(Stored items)
* * * * *

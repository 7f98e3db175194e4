use serde::{Deserialize, Serialize};

use super::calendar::YearMonth;

#[derive(Debug, Clone, Default, Deserialize, Serialize)]
#[serde(default, rename_all = "camelCase")]
pub struct Goal {
    pub name: String,
    pub target_amount: f64,
    pub target_date: Option<YearMonth>,
    pub created_at: Option<YearMonth>,
}

impl Goal {
    /// Target amount with negative and non-finite values treated as zero.
    pub fn sanitized_target(&self) -> f64 {
        non_negative(self.target_amount)
    }
}

/// Income and expense totals for one calendar month.
#[derive(Debug, Clone, Copy, PartialEq, Deserialize, Serialize)]
#[serde(rename_all = "camelCase")]
pub struct MonthlyNet {
    pub month: YearMonth,
    #[serde(default)]
    pub income: f64,
    #[serde(default)]
    pub expenses: f64,
}

impl MonthlyNet {
    pub fn new(month: YearMonth, income: f64, expenses: f64) -> Self {
        Self {
            month,
            income,
            expenses,
        }
    }

    pub fn net(&self) -> f64 {
        finite_or_zero(self.income) - finite_or_zero(self.expenses)
    }
}

#[derive(Debug, Clone, Copy, PartialEq, Serialize)]
#[serde(rename_all = "camelCase")]
pub struct ProjectionPoint {
    pub month: YearMonth,
    pub actual: f64,
    pub ideal: Option<f64>,
}

#[derive(Debug, Clone, Default, PartialEq, Serialize)]
#[serde(rename_all = "camelCase")]
pub struct GoalProjection {
    pub suggested_monthly: f64,
    pub current_saved: f64,
    pub remaining_amount: f64,
    pub months_remaining: u32,
    pub points: Vec<ProjectionPoint>,
}

#[derive(Debug, Clone, Default, PartialEq, Serialize)]
#[serde(rename_all = "camelCase")]
pub struct GoalProgress {
    pub current_saved: f64,
    pub percent: f64,
    pub ideal_to_date: f64,
    pub ahead_behind_amount: f64,
    pub is_ahead: bool,
    pub months_remaining: u32,
    pub suggested_monthly: f64,
}

/// A dated income or expense record as supplied by the transaction store.
#[derive(Debug, Clone, Default, Deserialize, Serialize)]
#[serde(default)]
pub struct Entry {
    pub date: String,
    pub amount: f64,
}

#[derive(Debug, Clone, Default, PartialEq, Serialize)]
#[serde(rename_all = "camelCase")]
pub struct MonthlyLedger {
    pub months: Vec<MonthlyNet>,
    pub skipped_entries: usize,
}

#[derive(Copy, Clone, Debug, Default, Eq, PartialEq, Deserialize, Serialize)]
#[serde(rename_all = "kebab-case")]
pub enum AssetClass {
    #[default]
    #[serde(alias = "stocks")]
    Stock,
    Crypto,
    #[serde(alias = "mf", alias = "mutualFund", alias = "mutual_fund")]
    MutualFund,
}

impl AssetClass {
    pub fn profile(self) -> AssetProfile {
        match self {
            AssetClass::Stock => AssetProfile {
                expected_return: 0.10,
                volatility: 0.20,
            },
            AssetClass::Crypto => AssetProfile {
                expected_return: 0.25,
                volatility: 0.80,
            },
            AssetClass::MutualFund => AssetProfile {
                expected_return: 0.08,
                volatility: 0.12,
            },
        }
    }
}

/// Annual expected return and volatility, both as fractions.
#[derive(Copy, Clone, Debug, PartialEq, Serialize)]
#[serde(rename_all = "camelCase")]
pub struct AssetProfile {
    pub expected_return: f64,
    pub volatility: f64,
}

#[derive(Debug, Clone, Copy)]
pub struct SimulationInputs {
    pub starting_capital: f64,
    pub profile: AssetProfile,
    pub risk_level: u8,
    pub years: f64,
    pub start: YearMonth,
}

impl SimulationInputs {
    pub fn new(
        starting_capital: f64,
        asset_class: AssetClass,
        risk_level: u8,
        years: f64,
        start: YearMonth,
    ) -> Self {
        Self {
            starting_capital,
            profile: asset_class.profile(),
            risk_level,
            years,
            start,
        }
    }
}

#[derive(Debug, Clone, Copy, PartialEq, Serialize)]
pub struct SimulationPoint {
    pub date: YearMonth,
    pub value: f64,
}

#[derive(Debug, Clone, PartialEq, Serialize)]
#[serde(rename_all = "camelCase")]
pub struct SimulationResult {
    pub path: Vec<SimulationPoint>,
    pub final_value: f64,
    pub cagr: f64,
    pub growth_percent: f64,
    pub gain: f64,
}

#[derive(Debug, Clone, Copy, PartialEq, Serialize)]
pub struct BandPoint {
    pub date: YearMonth,
    pub p10: f64,
    pub p50: f64,
    pub p90: f64,
}

#[derive(Debug, Clone, PartialEq, Serialize)]
#[serde(rename_all = "camelCase")]
pub struct MonteCarloResult {
    pub paths: u32,
    pub bands: Vec<BandPoint>,
    pub median_final_value: f64,
    pub p10_final_value: f64,
    pub p90_final_value: f64,
}

pub(crate) fn finite_or_zero(value: f64) -> f64 {
    if value.is_finite() { value } else { 0.0 }
}

pub(crate) fn non_negative(value: f64) -> f64 {
    finite_or_zero(value).max(0.0)
}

* * * * *

• TASK BRIEF: Reproduce every line above without error.

• REPLY:
repository 7f98e3db175194e4
use serde::{Deserialize, Serialize};

use super::calendar::YearMonth;

#[derive(Debug, Clone, Default, Deserialize, Serialize)]
#[serde(default, rename_all = "camelCase")]
pub struct Goal {
    pub name: String,
    pub target_amount: f64,
    pub target_date: Option<YearMonth>,
    pub created_at: Option<YearMonth>,
}

impl Goal {
    /// Target amount with negative and non-finite values treated as zero.
    pub fn sanitized_target(&self) -> f64 {
        non_negative(self.target_amount)
    }
}

/// Income and expense totals for one calendar month.
#[derive(Debug, Clone, Copy, PartialEq, Deserialize, Serialize)]
#[serde(rename_all = "camelCase")]
pub struct MonthlyNet {
    pub month: YearMonth,
    #[serde(default)]
    pub income: f64,
    #[serde(default)]
    pub expenses: f64,
}

impl MonthlyNet {
    pub fn new(month: YearMonth, income: f64, expenses: f64) -> Self {
        Self {
            month,
            income,
            expenses,
        }
    }

    pub fn net(&self) -> f64 {
        finite_or_zero(self.income) - finite_or_zero(self.expenses)
    }
}

#[derive(Debug, Clone, Copy, PartialEq, Serialize)]
#[serde(rename_all = "camelCase")]
pub struct ProjectionPoint {
    pub month: YearMonth,
    pub actual: f64,
    pub ideal: Option<f64>,
}

#[derive(Debug, Clone, Default, PartialEq, Serialize)]
#[serde(rename_all = "camelCase")]
pub struct GoalProjection {
    pub suggested_monthly: f64,
    pub current_saved: f64,
    pub remaining_amount: f64,
    pub months_remaining: u32,
    pub points: Vec<ProjectionPoint>,
}

#[derive(Debug, Clone, Default, PartialEq, Serialize)]
#[serde(rename_all = "camelCase")]
pub struct GoalProgress {
    pub current_saved: f64,
    pub percent: f64,
    pub ideal_to_date: f64,
    pub ahead_behind_amount: f64,
    pub is_ahead: bool,
    pub months_remaining: u32,
    pub suggested_monthly: f64,
}

/// A dated income or expense record as supplied by the transaction store.
#[derive(Debug, Clone, Default, Deserialize, Serialize)]
#[serde(default)]
pub struct Entry {
    pub date: String,
    pub amount: f64,
}

#[derive(Debug, Clone, Default, PartialEq, Serialize)]
#[serde(rename_all = "camelCase")]
pub struct MonthlyLedger {
    pub months: Vec<MonthlyNet>,
    pub skipped_entries: usize,
}

#[derive(Copy, Clone, Debug, Default, Eq, PartialEq, Deserialize, Serialize)]
#[serde(rename_all = "kebab-case")]
pub enum AssetClass {
    #[default]
    #[serde(alias = "stocks")]
    Stock,
    Crypto,
    #[serde(alias = "mf", alias = "mutualFund", alias = "mutual_fund")]
    MutualFund,
}

impl AssetClass {
    pub fn profile(self) -> AssetProfile {
        match self {
            AssetClass::Stock => AssetProfile {
                expected_return: 0.10,
                volatility: 0.20,
            },
            AssetClass::Crypto => AssetProfile {
                expected_return: 0.25,
                volatility: 0.80,
            },
            AssetClass::MutualFund => AssetProfile {
                expected_return: 0.08,
                volatility: 0.12,
            },
        }
    }
}

/// Annual expected return and volatility, both as fractions.
#[derive(Copy, Clone, Debug, PartialEq, Serialize)]
#[serde(rename_all = "camelCase")]
pub struct AssetProfile {
    pub expected_return: f64,
    pub volatility: f64,
}

#[derive(Debug, Clone, Copy)]
pub struct SimulationInputs {
    pub starting_capital: f64,
    pub profile: AssetProfile,
    pub risk_level: u8,
    pub years: f64,
    pub start: YearMonth,
}

impl SimulationInputs {
    pub fn new(
        starting_capital: f64,
        asset_class: AssetClass,
        risk_level: u8,
        years: f64,
        start: YearMonth,
    ) -> Self {
        Self {
            starting_capital,
            profile: asset_class.profile(),
            risk_level,
            years,
            start,
        }
    }
}

#[derive(Debug, Clone, Copy, PartialEq, Serialize)]
pub struct SimulationPoint {
    pub date: YearMonth,
    pub value: f64,
}

#[derive(Debug, Clone, PartialEq, Serialize)]
#[serde(rename_all = "camelCase")]
pub struct SimulationResult {
    pub path: Vec<SimulationPoint>,
    pub final_value: f64,
    pub cagr: f64,
    pub growth_percent: f64,
    pub gain: f64,
}

#[derive(Debug, Clone, Copy, PartialEq, Serialize)]
pub struct BandPoint {
    pub date: YearMonth,
    pub p10: f64,
    pub p50: f64,
    pub p90: f64,
}

#[derive(Debug, Clone, PartialEq, Serialize)]
#[serde(rename_all = "camelCase")]
pub struct MonteCarloResult {
    pub paths: u32,
    pub bands: Vec<BandPoint>,
    pub median_final_value: f64,
    pub p10_final_value: f64,
    pub p90_final_value: f64,
}

pub(crate) fn finite_or_zero(value: f64) -> f64 {
    if value.is_finite() { value } else { 0.0 }
}

pub(crate) fn non_negative(value: f64) -> f64 {
    finite_or_zero(value).max(0.0)
}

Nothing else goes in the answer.